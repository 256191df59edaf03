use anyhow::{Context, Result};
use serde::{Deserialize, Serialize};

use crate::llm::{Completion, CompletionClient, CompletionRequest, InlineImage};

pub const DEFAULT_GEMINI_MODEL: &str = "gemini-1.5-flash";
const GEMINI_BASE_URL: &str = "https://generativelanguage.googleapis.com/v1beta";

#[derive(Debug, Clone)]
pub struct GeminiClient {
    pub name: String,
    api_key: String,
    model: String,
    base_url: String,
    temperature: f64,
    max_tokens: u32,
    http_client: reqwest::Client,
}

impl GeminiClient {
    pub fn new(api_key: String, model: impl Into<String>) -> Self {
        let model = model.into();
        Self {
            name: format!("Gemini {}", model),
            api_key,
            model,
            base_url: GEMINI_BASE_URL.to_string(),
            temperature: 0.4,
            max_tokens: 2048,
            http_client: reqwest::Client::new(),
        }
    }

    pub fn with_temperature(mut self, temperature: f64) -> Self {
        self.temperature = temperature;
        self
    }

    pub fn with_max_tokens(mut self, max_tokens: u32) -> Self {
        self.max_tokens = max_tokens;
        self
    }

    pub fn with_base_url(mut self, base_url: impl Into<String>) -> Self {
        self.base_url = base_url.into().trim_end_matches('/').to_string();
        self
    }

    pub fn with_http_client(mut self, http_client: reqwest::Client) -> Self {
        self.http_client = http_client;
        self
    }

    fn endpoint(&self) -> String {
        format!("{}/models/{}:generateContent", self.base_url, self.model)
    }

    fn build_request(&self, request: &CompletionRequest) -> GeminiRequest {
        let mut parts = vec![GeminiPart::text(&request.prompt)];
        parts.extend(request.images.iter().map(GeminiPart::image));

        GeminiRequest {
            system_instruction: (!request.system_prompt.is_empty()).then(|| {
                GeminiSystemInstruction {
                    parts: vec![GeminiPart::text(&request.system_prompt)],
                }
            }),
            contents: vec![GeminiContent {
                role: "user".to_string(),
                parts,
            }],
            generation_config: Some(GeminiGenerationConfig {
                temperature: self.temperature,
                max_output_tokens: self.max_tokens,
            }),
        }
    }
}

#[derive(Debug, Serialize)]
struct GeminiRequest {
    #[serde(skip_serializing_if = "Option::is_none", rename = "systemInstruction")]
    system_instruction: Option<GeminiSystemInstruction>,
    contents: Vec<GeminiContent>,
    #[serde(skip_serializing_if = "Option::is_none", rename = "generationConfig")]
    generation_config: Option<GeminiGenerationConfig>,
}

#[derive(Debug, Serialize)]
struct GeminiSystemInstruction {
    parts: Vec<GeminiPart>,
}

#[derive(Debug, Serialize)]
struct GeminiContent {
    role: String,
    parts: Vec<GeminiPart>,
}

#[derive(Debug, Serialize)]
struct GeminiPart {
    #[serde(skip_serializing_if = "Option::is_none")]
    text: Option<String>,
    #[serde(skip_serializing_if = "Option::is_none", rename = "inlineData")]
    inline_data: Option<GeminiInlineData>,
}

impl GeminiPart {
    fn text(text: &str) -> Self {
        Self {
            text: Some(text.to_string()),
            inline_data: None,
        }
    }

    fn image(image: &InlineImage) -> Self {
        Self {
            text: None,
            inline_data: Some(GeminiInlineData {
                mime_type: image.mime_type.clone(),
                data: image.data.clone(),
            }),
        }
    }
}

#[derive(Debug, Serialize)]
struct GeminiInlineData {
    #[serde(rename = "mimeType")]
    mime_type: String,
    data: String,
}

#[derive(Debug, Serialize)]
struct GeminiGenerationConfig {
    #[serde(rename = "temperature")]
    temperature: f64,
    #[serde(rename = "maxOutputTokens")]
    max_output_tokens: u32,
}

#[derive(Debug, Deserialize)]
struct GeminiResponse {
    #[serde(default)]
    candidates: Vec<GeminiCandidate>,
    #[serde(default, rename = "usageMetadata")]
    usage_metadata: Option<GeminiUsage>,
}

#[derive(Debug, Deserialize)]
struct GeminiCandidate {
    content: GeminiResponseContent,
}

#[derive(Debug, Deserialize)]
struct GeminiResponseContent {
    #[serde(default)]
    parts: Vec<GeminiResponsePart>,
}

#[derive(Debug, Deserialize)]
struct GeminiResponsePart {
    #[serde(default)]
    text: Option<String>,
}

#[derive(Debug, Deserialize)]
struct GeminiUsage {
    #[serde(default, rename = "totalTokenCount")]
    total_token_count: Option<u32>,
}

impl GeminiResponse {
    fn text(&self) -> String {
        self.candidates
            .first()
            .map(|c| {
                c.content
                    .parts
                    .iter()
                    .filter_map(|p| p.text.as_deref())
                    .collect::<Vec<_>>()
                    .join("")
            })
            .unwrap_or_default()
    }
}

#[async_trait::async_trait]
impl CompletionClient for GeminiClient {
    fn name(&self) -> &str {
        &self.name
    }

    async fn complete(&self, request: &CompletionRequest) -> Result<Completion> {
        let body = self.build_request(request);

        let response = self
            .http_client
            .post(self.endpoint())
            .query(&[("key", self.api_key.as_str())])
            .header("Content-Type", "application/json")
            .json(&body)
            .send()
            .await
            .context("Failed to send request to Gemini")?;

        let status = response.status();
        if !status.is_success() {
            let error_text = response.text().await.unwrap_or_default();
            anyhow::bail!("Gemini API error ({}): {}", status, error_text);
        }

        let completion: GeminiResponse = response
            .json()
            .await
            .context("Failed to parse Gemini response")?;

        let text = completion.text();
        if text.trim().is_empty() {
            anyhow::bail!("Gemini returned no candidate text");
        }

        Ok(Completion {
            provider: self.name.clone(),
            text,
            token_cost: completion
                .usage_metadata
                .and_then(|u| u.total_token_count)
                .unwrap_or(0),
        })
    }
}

---

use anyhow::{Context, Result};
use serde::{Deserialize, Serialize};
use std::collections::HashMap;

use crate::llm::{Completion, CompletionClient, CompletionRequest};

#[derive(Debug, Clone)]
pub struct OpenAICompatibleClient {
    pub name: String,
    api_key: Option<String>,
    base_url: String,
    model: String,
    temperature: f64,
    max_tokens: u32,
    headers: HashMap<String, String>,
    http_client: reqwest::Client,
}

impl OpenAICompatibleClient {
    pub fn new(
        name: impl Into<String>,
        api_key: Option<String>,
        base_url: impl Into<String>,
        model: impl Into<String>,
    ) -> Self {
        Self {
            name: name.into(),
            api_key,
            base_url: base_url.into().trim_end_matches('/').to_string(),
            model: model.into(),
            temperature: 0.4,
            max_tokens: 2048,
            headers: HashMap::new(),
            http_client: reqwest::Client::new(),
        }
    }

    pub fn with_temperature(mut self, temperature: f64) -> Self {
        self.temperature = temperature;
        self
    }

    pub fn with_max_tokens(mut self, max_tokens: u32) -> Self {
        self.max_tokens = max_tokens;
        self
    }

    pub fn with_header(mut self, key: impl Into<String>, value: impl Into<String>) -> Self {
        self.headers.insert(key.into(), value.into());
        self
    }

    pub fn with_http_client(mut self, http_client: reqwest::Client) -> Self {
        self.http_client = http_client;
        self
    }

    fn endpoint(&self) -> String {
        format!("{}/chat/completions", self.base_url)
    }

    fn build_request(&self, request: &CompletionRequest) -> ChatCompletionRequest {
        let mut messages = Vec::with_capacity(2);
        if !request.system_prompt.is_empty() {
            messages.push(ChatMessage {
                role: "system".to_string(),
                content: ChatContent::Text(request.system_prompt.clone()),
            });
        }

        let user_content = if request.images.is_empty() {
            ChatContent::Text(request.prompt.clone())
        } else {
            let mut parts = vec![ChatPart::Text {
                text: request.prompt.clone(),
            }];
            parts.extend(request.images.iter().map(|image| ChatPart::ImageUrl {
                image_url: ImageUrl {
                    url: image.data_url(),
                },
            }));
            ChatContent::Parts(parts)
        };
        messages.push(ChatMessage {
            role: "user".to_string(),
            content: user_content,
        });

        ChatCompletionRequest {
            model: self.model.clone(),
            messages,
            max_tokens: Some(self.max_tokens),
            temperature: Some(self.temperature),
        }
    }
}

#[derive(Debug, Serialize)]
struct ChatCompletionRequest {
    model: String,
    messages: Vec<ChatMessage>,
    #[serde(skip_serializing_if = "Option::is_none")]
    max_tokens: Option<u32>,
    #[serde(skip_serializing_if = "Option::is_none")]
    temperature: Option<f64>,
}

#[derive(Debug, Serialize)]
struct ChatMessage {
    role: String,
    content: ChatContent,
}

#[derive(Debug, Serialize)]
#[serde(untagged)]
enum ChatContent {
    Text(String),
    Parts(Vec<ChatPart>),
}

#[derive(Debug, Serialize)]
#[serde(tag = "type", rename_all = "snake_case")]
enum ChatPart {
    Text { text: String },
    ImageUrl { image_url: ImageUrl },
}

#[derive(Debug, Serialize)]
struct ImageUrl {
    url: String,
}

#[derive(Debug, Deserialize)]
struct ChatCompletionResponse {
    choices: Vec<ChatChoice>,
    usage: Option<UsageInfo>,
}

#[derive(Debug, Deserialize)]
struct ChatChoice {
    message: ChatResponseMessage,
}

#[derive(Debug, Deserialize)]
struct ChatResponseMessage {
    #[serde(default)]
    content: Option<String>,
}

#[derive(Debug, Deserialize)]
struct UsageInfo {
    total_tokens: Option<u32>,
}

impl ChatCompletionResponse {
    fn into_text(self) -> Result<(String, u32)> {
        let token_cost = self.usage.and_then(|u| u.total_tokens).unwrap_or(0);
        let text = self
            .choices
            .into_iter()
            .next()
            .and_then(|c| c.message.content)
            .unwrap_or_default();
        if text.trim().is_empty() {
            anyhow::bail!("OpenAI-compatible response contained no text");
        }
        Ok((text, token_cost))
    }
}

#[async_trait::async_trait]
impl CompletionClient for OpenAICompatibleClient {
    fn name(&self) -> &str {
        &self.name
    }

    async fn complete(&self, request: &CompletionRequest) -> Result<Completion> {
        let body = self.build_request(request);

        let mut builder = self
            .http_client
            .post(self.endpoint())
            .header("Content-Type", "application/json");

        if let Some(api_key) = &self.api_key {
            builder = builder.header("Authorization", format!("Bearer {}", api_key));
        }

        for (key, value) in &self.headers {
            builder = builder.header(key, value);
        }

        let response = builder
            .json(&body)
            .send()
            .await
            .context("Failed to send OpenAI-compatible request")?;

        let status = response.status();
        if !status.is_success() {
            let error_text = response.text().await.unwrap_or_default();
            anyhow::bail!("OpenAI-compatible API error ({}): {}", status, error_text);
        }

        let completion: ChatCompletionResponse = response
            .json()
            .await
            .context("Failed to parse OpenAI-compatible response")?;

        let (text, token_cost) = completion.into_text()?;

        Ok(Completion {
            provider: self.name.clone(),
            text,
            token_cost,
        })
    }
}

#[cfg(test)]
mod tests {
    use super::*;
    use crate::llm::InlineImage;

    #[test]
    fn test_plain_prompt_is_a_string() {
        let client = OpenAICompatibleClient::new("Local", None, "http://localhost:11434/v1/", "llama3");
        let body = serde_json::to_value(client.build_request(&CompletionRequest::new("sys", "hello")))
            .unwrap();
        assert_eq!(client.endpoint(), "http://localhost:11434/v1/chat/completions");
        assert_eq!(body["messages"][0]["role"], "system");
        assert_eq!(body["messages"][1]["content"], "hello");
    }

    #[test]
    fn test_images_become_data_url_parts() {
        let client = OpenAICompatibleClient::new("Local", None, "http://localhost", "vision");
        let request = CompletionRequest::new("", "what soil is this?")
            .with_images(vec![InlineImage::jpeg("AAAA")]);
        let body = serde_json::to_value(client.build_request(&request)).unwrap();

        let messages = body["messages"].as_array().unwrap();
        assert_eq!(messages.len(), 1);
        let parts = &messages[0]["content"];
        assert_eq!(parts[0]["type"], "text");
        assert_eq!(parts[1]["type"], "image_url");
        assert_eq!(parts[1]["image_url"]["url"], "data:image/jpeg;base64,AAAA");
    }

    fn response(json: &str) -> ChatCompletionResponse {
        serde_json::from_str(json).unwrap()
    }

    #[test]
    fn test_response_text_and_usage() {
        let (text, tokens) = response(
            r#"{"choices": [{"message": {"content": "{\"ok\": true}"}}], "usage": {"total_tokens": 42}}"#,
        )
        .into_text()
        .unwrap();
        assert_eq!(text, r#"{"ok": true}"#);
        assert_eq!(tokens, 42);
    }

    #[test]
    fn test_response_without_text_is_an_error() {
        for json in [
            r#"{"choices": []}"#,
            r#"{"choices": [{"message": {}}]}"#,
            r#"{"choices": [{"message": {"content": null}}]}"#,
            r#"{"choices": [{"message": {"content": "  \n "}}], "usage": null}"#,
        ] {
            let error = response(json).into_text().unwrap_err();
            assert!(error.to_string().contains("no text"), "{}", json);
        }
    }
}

▶ _WORK TO COMPLETE_: Using the entries above, copy out all lines that contain the string "OpenAICompatibleClient".

▶ _WRITTEN RESPONSE_:
pub struct OpenAICompatibleClient {
impl OpenAICompatibleClient {
impl CompletionClient for OpenAICompatibleClient {
        let client = OpenAICompatibleClient::new("Local", None, "http://localhost:11434/v1/", "llama3");
        let client = OpenAICompatibleClient::new("Local", None, "http://localhost", "vision");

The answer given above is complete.